Click to learn more about author Mike Phelan.
For hackers, attacking a faceless enterprise seems like a victimless crime: hold the company’s data for a lucrative ransom payout. For companies, it is more than just the payout. It is lost revenue, reputation, and employee and customer trust – and can result in a total collapse of the business.
With so much of every business depending on technology and the associated data, businesses are a primary and sometimes easy target. Cyber criminals use sophisticated tools to capture and leverage data for ransom, corporate espionage, or even cyber warfare. It’s no surprise that nearly 80% of executives perceive cyber risk as one of their organization’s top concerns.
Over the past couple of years, a lot of energy has gone into preventing these attacks. Increasingly, companies are augmenting their existing disaster recovery (DR) plans with specialized cyber recovery (CR) strategies. With the relentless efforts of cyber criminals, companies have come to realize that it’s not if, but when, they will be attacked, and are investing in cyber resiliency solutions to minimize the damage, recover faster, and avoid costly payouts.

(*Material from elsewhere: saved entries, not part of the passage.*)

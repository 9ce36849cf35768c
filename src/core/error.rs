use thiserror::Error;

use crate::core::types::{PatientId, StaffId};

#[derive(Error, Debug)]
pub enum TriageError {
    #[error("Please select a patient first.")]
    NoPatientSelected,

    #[error("Patient not found: {0}. Please select a patient from the waiting room.")]
    PatientNotFound(PatientId),

    #[error("Please assign a priority level first.")]
    PriorityNotAssigned,

    #[error("Invalid priority {0}: must be between 1 and 5")]
    InvalidPriority(u8),

    #[error("Please select a staff member.")]
    NoStaffSelected,

    #[error("Staff member not found: {0:?}")]
    StaffNotFound(StaffId),

    #[error("{0} is already treating a patient")]
    StaffUnavailable(String),

    #[error("All beds are occupied! No more patients can be treated.")]
    NoEmptyBed,

    #[error("A dilemma is waiting for a decision")]
    DilemmaPending,

    #[error("No dilemma is active")]
    NoDilemmaActive,

    #[error("Invalid dilemma choice {choice}: scenario has {available} choices")]
    InvalidChoice { choice: usize, available: usize },

    #[error("The shift is over")]
    ShiftOver,

    #[error("Unknown difficulty: {0} (expected easy, medium or hard)")]
    UnknownDifficulty(String),

    #[error("Unknown character: {0} (expected veteran, empath, efficient or resourceful)")]
    UnknownCharacter(String),

    #[error("Invalid configuration: {0}")]
    InvalidConfig(String),

    #[error("IO error: {0}")]
    IoError(#[from] std::io::Error),

    #[error("Serialization error: {0}")]
    SerdeError(#[from] serde_json::Error),

    #[error("TOML error: {0}")]
    TomlError(#[from] toml::de::Error),
}

impl TriageError {
    /// True for player-facing validation rejections that leave state unchanged
    pub fn is_rejection(&self) -> bool {
        !matches!(
            self,
            TriageError::InvalidConfig(_)
                | TriageError::IoError(_)
                | TriageError::SerdeError(_)
                | TriageError::TomlError(_)
        )
    }
}

pub type Result<T> = std::result::Result<T, TriageError>;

Cyber recovery planning can be complex – but it is crucial. Follow the five steps below to strengthen your cyber recovery strategy.
Go Beyond Disaster Recovery
First, recognize that cyber recovery planning is a specialized scenario that most disaster recovery solutions do not adequately cover. Cyber recovery is needed in order to protect your most essential data, minimize the risk of service disruption, and help your business remain resilient if faced with an attack.
Disaster recovery plans are focused on restoring business and data after an emergency, like floods and fires; the integrity of the data is not in question. A cyberattack requires a different approach because it is the data itself that is at risk, so the plan should include isolating, verifying, and recovering the data. A comprehensive cyber recovery strategy offers peace of mind by protecting a clean copy of mission-critical data to fall back on in the event that other copies are locked or corrupted.
Prioritize Your Data
Understanding what data needs protecting is a critical step, as it will determine how much space and time will be needed for the solution, which drives a lot of the cost. When prioritizing the data, businesses must also consider on-premises and public cloud data.
Today many chief information security officers (CISOs) are expanding budgets for data mapping and data inventory solutions. These solutions help provide visibility into how data flows through microservices and cloud data stores. Mapping data can help a business accurately prioritize the data to protect in the cyber recovery plans.
Leverage Air-Gapped Cyber Recovery Vaults and Immutable Copies
An air-gapped and secure cyber recovery vault provides both physical and logical isolation of critical data, ensuring that cyber criminals cannot get to “known good” copies. An immutable copy ensures no changes can be made to the data. The air-gapped environment can be used to run integrity checks on the data and can be used as an isolated recovery environment (IRE).
Should a cyberattack occur, the business would have a known good, clean, copy for recovery, either back to the data center or an alternate location. This rapid recovery minimizes disruption, allowing the organization to get back to business – with minimal disruption.
Restore Your Data Efficiently
Not all cyber recovery solutions support the same recovery paths. Some support recovering back to your on-premises environment, while others support recovery to a public cloud. A cyber recovery vault enabled for multi-cloud recovery allows you to choose from infinite resources, from across public clouds, for immediate restoration of your data. This multi-cloud approach allows you to choose where to run an application based on what’s most cost-effective, with the best performance, from among multiple commercial cloud platforms.
Remember That You’re Not Alone
As cyber recovery strategies become a standard, a growing number of valuable resources can help your organization. For example, the NIST Cybersecurity Framework provides guidance about identifying data, protecting it, detecting risks, responding to an attack, and recovering from it. Similarly, analyst firm Gartner’s How to Prepare for Ransomware Attacks provides steps for pre- and post-incident care to help guard against the financial and reputational impacts of an attack.
If the mere thought of a cyberattack is keeping you up at night, the reality of one is far worse. Cyber-resilient organizations anticipate the actions of cybercriminals to minimize the very real risks posed to today’s businesses.